JIM HAYNES: Scarlet
HELEN SCARSDALE AGENCY, Januar 2015, MC JIM HAYNES ist einer der zahlreichen Multimedia-Künstler in San Francisco, allerdings ist sein Portfolio beeindruckender und umfangreicher als das der meisten Kollegen. Neben zahllosen eigenen Ausstellungen in den USA und Australien arbeitet er als Kurator, Labelbetreiber und nicht zuletzt als Musiker, hier unter anderem in Zusammenarbeit mit STEVEN STAPLETON. Er widmet sich der Erzeugung analoger Sounds und hat nun auf HELEN SCARSDALE AGENCY, seinem eigenen Label, eine Kassette herausgebracht, die mit 'Rauschen und Frequenzen' überschrieben werden könnte.
Elektrisches Rauschen mit Beat, ein wenig Frequenz-Techno, so startet das Band. Anschließend schieben sich lange, minimale Noise-Drones ineinander, eigentlich zwar kühle Sounds, die aber durchweg eine organische Atmosphäre ergeben. Zwischendurch Überraschungen, technische Vocal-Splitter und Frequenz-Donnern, sozusagen Heavenly Vocals als Science Fiction. Ein Elfminüter in der Mitte arbeitet mit sanftem, rotorenartigem Rauschen und Knattern, was sehr hypnotisch wirkt und später von weiteren Geräuschen begleitet wird (Nachrichtenticker, Fiepen ...), etwas länglich vielleicht. Weitere Geräusch- und Frequenzspielereien folgen, mal schrill noisig, mal vibrierend technisch, mal Ambient mit mehr Rhythmus, mal Dark Ambient mit noisigen oder technoiden Einlagen oder ein weiteres, zitterndes Vocal-Experiment. Mit der erwähnten organischen Atmosphäre erinnert mich "Scarlet" an den Bruitismus von BAD SECTOR, packt mich aber nicht ganz so emotional, sondern eher auf einer technischen, wissenschaftlichen Ebene. Spannend für Frickler und Tüftler. SIGTRYGGUR BERG SIGMARSSON: So Long HELEN SCARSDALE AGENCY, Januar 2015, CD Anders geht es mir mit dem ähnlich jungen, isländischen Soundbastler SIGTRYGGUR BERG SIGMARSSON, der seine neue CD ebenfalls auf HELEN SCARSDALE AGENCY veröffentlicht. Das Mitglied von den auf NONPOP schon vorgestellten STILLUPPSTEYPA verwendet ähnliche Stilmittel, verwebt diese aber dezenter und dichter ineinander, so dass für mich mehr Emotionen entstehen.
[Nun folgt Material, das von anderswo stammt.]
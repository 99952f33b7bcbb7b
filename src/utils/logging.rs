//! Logging initialization
//!
//! Sets up a `tracing-subscriber` registry with an `EnvFilter` and one of
//! three output formats. The library only emits events; installing the
//! subscriber is left to the binary.

use tracing_subscriber::layer::SubscriberExt;
use tracing_subscriber::util::SubscriberInitExt;
use tracing_subscriber::{fmt, EnvFilter};

/// Output formats understood by [`init_logging`]
pub const LOG_FORMATS: &[&str] = &["plain", "json", "pretty"];

/// Build the filter for `level`, falling back to `info` on a bad directive
pub fn env_filter(level: &str) -> EnvFilter {
    EnvFilter::try_new(level).unwrap_or_else(|_| EnvFilter::new("info"))
}

/// Initialize logging with the given level directive and format
///
/// Does nothing if a global subscriber is already installed.
pub fn init_logging(level: &str, format: &str) {
    let env_filter = env_filter(level);

    let result = match format {
        "json" => {
            let fmt_layer = fmt::layer()
                .json()
                .with_target(true)
                .with_thread_ids(true)
                .with_thread_names(true);

            tracing_subscriber::registry()
                .with(env_filter)
                .with(fmt_layer)
                .try_init()
        }
        "pretty" => {
            let fmt_layer = fmt::layer()
                .pretty()
                .with_target(true)
                .with_file(true)
                .with_line_number(true);

            tracing_subscriber::registry()
                .with(env_filter)
                .with(fmt_layer)
                .try_init()
        }
        _ => {
            let fmt_layer = fmt::layer().with_target(false);

            tracing_subscriber::registry()
                .with(env_filter)
                .with(fmt_layer)
                .try_init()
        }
    };

    if result.is_err() {
        tracing::debug!("Global subscriber already installed");
    }
}
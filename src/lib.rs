//! Block Sealer
//!
//! Proof-of-work sealing for a single block:
//! - Blake2s-256 digest over the block's previous hash, timestamp, payload and nonce
//! - Block record whose nonce and digest only ever change together
//! - Sequential nonce search with cancellation, attempt caps and deadlines
//! - Multi-threaded search over disjoint nonce ranges, first success wins
//!
//! ```no_run
//! use block_sealer::{miner, Block, Difficulty};
//!
//! let block = Block::genesis("genesis");
//! let sealed = miner::seal_blocking(block, Difficulty::new(4)?)?;
//! println!("{}", sealed.digest());
//! # Ok::<(), block_sealer::Error>(())
//! ```

#![warn(missing_docs, rust_2018_idioms, unused_qualifications)]
#![forbid(unsafe_code)]

pub mod config;
pub mod core;
pub mod error;
pub mod miner;
pub mod utils;

pub use crate::core::{Block, Difficulty, Digest, Nonce, SealedBlock};
pub use config::Config;
pub use error::{Error, Result};
pub use miner::{CpuSealer, SealOptions, Sealer, Unsealed};

/// Application information
pub const APP_NAME: &str = "block-sealer";
/// Crate version
pub const APP_VERSION: &str = env!("CARGO_PKG_VERSION");
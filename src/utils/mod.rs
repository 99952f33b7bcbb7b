//! Utility functions and helpers
//!
//! Common utilities used by the sealer and the command-line front end.

pub mod logging;

pub use logging::init_logging;

use std::time::Duration;

/// Compute hash rate over a time period
pub fn compute_hash_rate(hashes: u64, elapsed: Duration) -> f64 {
    if elapsed.as_secs_f64() > 0.0 {
        hashes as f64 / elapsed.as_secs_f64()
    } else {
        0.0
    }
}

/// Format hash rate as a human-readable string
pub fn format_hash_rate(hashes_per_sec: f64) -> String {
    const UNITS: &[&str] = &["H/s", "KH/s", "MH/s", "GH/s", "TH/s", "PH/s"];
    let mut rate = hashes_per_sec;
    let mut unit_index = 0;

    while rate >= 1000.0 && unit_index < UNITS.len() - 1 {
        rate /= 1000.0;
        unit_index += 1;
    }

    format!("{:.2} {}", rate, UNITS[unit_index])
}

/// Format duration as a human-readable string
pub fn format_duration(duration: Duration) -> String {
    let seconds = duration.as_secs();
    if seconds == 0 {
        format!("{}ms", duration.as_millis())
    } else if seconds < 60 {
        format!("{:.2}s", duration.as_secs_f64())
    } else if seconds < 3600 {
        format!("{}m {}s", seconds / 60, seconds % 60)
    } else {
        let hours = seconds / 3600;
        let minutes = (seconds % 3600) / 60;
        format!("{}h {}m {}s", hours, minutes, seconds % 60)
    }
}
//! Difficulty: the number of leading sentinel characters a sealed digest needs

use crate::core::constants::MAX_DIFFICULTY;
use crate::core::Digest;
use crate::error::{Error, Result};
use serde::{Deserialize, Serialize};
use std::fmt;

/// Validated difficulty in `0..=MAX_DIFFICULTY`
///
/// The predicate is met when the first `difficulty` characters of the
/// digest's hex form are all `'0'`. Difficulty 0 is met by every digest.
#[derive(
    Debug, Clone, Copy, PartialEq, Eq, Hash, PartialOrd, Ord, Default, Serialize, Deserialize,
)]
#[serde(try_from = "i64", into = "u32")]
pub struct Difficulty(u32);

impl Difficulty {
    /// Difficulty that every digest satisfies
    pub const NONE: Difficulty = Difficulty(0);

    /// Create a difficulty, rejecting values past the digest's hex length
    pub fn new(value: u32) -> Result<Self> {
        if value > MAX_DIFFICULTY {
            return Err(Error::invalid_difficulty(value as i64, MAX_DIFFICULTY));
        }
        Ok(Self(value))
    }

    /// Get the inner value
    pub const fn value(self) -> u32 {
        self.0
    }

    /// Check a digest against this difficulty
    pub fn is_met_by(self, digest: &Digest) -> bool {
        digest.has_sentinel_prefix(self.0)
    }

    /// Expected number of attempts under a uniform digest model (16^difficulty)
    pub fn expected_attempts(self) -> f64 {
        16f64.powi(self.0 as i32)
    }
}

impl TryFrom<i64> for Difficulty {
    type Error = Error;

    fn try_from(value: i64) -> Result<Self> {
        if value < 0 || value > MAX_DIFFICULTY as i64 {
            return Err(Error::invalid_difficulty(value, MAX_DIFFICULTY));
        }
        Ok(Self(value as u32))
    }
}

impl From<Difficulty> for u32 {
    fn from(difficulty: Difficulty) -> Self {
        difficulty.0
    }
}

impl fmt::Display for Difficulty {
    fn fmt(&self, f: &mut fmt::Formatter<'_>) -> fmt::Result {
        write!(f, "{}", self.0)
    }
}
Das erste der beiden fast halbstündigen Stücke rauscht lange dunkel und kaum hörbar. Ein endloser, ausströmender Drone, der seine Intensität minimal ändert, langsam andere Färbungen annimmt. Dadurch kommt zunehmend ein Gefühl von Weite und Offenheit ins Spiel: Sakral-Ambient in Superzeitlupe. Bei immer wärmeren und weicheren Tönen muss ich an Schnee, an Winterlandschaften denken, die wie Orgeldrones schimmern. Die zweite Hälfte des fast halbstündigen 'Openers' tönt etwas bedrohlicher, kratzender, bleibt aber bei den langen, gedehnten Sounds. Ein Erlebnis, vor allem über Kopfhörer! Der zweite lange Brocken dröhnt härter und leicht verzerrt, dafür in kürzeren Abständen, so dass von Melodie gesprochen werden kann. Nach einem höhligen Mittelteil folgt spaciges Gleiten, bestärkt durch einige 'außerirdische' Sounds, am Ende stehen schwebende, wabernde Orgelcluster. Das dritte, etwas kürzere Stück geht mehr in Richtung Dark Ambient, basiert zwar auch auf langen, ruhigen Sounds, wirkt aber unheimlicher. Ein Besuch in einer düsteren, riesigen Kirche, der passenderweise mit sakralen, fast klassischen Klängen endet. Tolle Komposition, die eine Gratwanderung zwischen wohligen, schwelgerischen und unruhigen, dunkleren Passagen hinkriegt. Ambient, der durchweg lebendig ist und den Hörer aufnimmt!